I told Lucy already about a girl with a disturbingly realistic "Buffy the Vampire Slayer" style Vampire face...she would have been maybe 15/16 yrs old, wearing a hoody on a perfectly warm, sunny day, she was on the carpark of the local Morrison's super-market. I passed pretty close to her, brushed shoulders with her. She looked at me preety intently as we passed...apart from that she was a normal teenage girl from what I could tell. Infact if it wasn't for the whole "lil' miss Vampire" thing, I'd have asked her out if we'd been in a club or in town and my mom hadn't been with me (doh!)...:rolleyes: . She was wierd alright though
 
Re: Lucy you know the one...

-Oracle- said:
I told Lucy already about a girl with a disturbingly realistic "Buffy the Vampire Slayer" style Vampire face...she would have been maybe 15/16 yrs old, wearing a hoody on a perfectly warm, sunny day, she was on the carpark of the local Morrison's super-market. I passed pretty close to her, brushed shoulders with her. She looked at me preety intently as we passed...apart from that she was a normal teenage girl from what I could tell. Infact if it wasn't for the whole "lil' miss Vampire" thing, I'd have asked her out if we'd been in a club or in town and my mom hadn't been with me (doh!)...:rolleyes: . She was wierd alright though
Im told by my daughter that it's a fashion known as gothic, apparantly a bit old hat now.:cross eye
 
this summer me and my roomate and another friend of mine were hanging out at this dinkytowner diner in minneapolis and this old guy came in. he was wearing this blue sport coat and little green shorts and a tee shirt that said "love peace and hillarity" later on that night we saw the same guy peeking into the windows of this sorority house. i think he wqas definately one of the strange folk.
 
It's not particularly bizarre, but I have on two occasions seen people with strange and unfortunate skin conditions...
The first occasion was at Windsor train station. I stood near a woman who appeared to be covered head to toe in warts. Yep, every inch of her skin was covered in skin-coloured warts or tumours.
The second occasion was near Victoria bus station in London. This time, it was a man, but the skin appeared to be identical.
I can't remember the name of the skin condition, but apparently it is quite rare.
 
In a cinema in Chesterfield I once saw a man with no ears... At least no 'outer' ear apparatus - no lobes or cartilage. Just 2 holes...
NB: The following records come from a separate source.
//! Unit tests for finalizer scheduling

use core_types::{GcObjectRef, TableRef, Value};
use memory_manager::{GcPhase, Heap, HeapConfig, StepOutcome};

fn heap() -> Heap {
    Heap::new(HeapConfig {
        seed: Some(13),
        ..HeapConfig::default()
    })
}

fn gc_metatable(heap: &mut Heap) -> TableRef {
    let mt = heap.new_table();
    let key = heap.new_str("__gc");
    heap.table_set(mt, Value::String(key), Value::Boolean(true)).unwrap();
    let g = heap.globals();
    let name = heap.new_str("mt");
    heap.table_set(g, Value::String(name), Value::Table(mt)).unwrap();
    mt
}

#[cfg(test)]
mod finalizer_tests {
    use super::*;

    #[test]
    fn test_unreachable_object_is_resurrected_once() {
        let mut heap = heap();
        let mt = gc_metatable(&mut heap);
        let u = heap.new_userdata(Box::new(7u32), 0);
        heap.set_userdata_metatable(u, Some(mt));
        assert!(heap.userdata.header(u).is_finalizable());

        let outcome = heap.full_gc(false);
        assert!(matches!(outcome, StepOutcome::RunFinalizers(_)));
        assert!(heap.userdata.contains(u));
        assert_eq!(heap.gc.pending_finalizers(), 1);

        assert_eq!(heap.take_finalizable(), Some(Value::Userdata(u)));
        assert_eq!(heap.take_finalizable(), None);
        assert!(!heap.userdata.header(u).is_finalizable());

        assert_eq!(heap.full_gc(false), StepOutcome::Done);
        assert!(!heap.userdata.contains(u));
    }

    #[test]
    fn test_finalized_object_keeps_its_references() {
        let mut heap = heap();
        let mt = gc_metatable(&mut heap);
        let t = heap.new_table();
        let inner = heap.new_table();
        heap.table_set_int(t, 1, Value::Table(inner));
        heap.set_table_metatable(t, Some(mt));
        heap.full_gc(false);
        assert!(heap.tables.contains(t));
        assert!(heap.tables.contains(inner));
    }

    #[test]
    fn test_metatable_without_gc_does_not_register() {
        let mut heap = heap();
        let mt = heap.new_table();
        let t = heap.new_table();
        heap.set_table_metatable(t, Some(mt));
        assert!(!heap.tables.header(t).is_finalizable());
        // adding __gc afterwards has no effect
        let key = heap.new_str("__gc");
        heap.table_set(mt, Value::String(key), Value::Boolean(true)).unwrap();
        assert!(!heap.tables.header(t).is_finalizable());
    }

    #[test]
    fn test_finalizers_run_newest_first() {
        let mut heap = heap();
        let mt = gc_metatable(&mut heap);
        let first = heap.new_table();
        heap.set_table_metatable(first, Some(mt));
        let second = heap.new_table();
        heap.set_table_metatable(second, Some(mt));
        heap.full_gc(false);
        assert_eq!(heap.take_finalizable(), Some(Value::Table(second)));
        assert_eq!(heap.take_finalizable(), Some(Value::Table(first)));
    }

    #[test]
    fn test_emergency_collection_defers_finalizers() {
        let mut heap = heap();
        let mt = gc_metatable(&mut heap);
        let t = heap.new_table();
        heap.set_table_metatable(t, Some(mt));
        assert_eq!(heap.full_gc(true), StepOutcome::Done);
        assert_eq!(heap.gc.phase(), GcPhase::Pause);
        assert_eq!(heap.gc.pending_finalizers(), 1);
        assert!(heap.contains(GcObjectRef::Table(t)));
    }

    #[test]
    fn test_separate_all_for_shutdown() {
        let mut heap = heap();
        let mt = gc_metatable(&mut heap);
        let t = heap.new_table();
        heap.set_table_metatable(t, Some(mt));
        let g = heap.globals();
        heap.table_set_int(g, 1, Value::Table(t));
        heap.separate_all_finalizers();
        assert_eq!(heap.gc.pending_finalizers(), 1);
        heap.gc.closing = true;
        let late = heap.new_table();
        heap.set_table_metatable(late, Some(mt));
        assert!(!heap.tables.header(late).is_finalizable());
    }
}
I assume the poor fellow had been born without or had lost his 'tabs'. But it did look incredibly strange. When you are so used to seeing ears, the absence of them is quite shocking! It made his hair look wierd too, there was a gap where his ears should have been but no ears.

Not really that strange I suppose...

bye

Martin
 
It might seem very usual, but I was driving home from a club one night and it was about 3am I went past a clearing in Cannock Chase (Large forested area in the Midlands) and in the clearing was about 20 people looking very normal...ie dress. they all were just sitting there staring at me, I slowed down to have a good look and they just kept staring at me. I had to look away but I looked in my rear view mirror after I passed and the clearing was empty.
Spooked me out a bit.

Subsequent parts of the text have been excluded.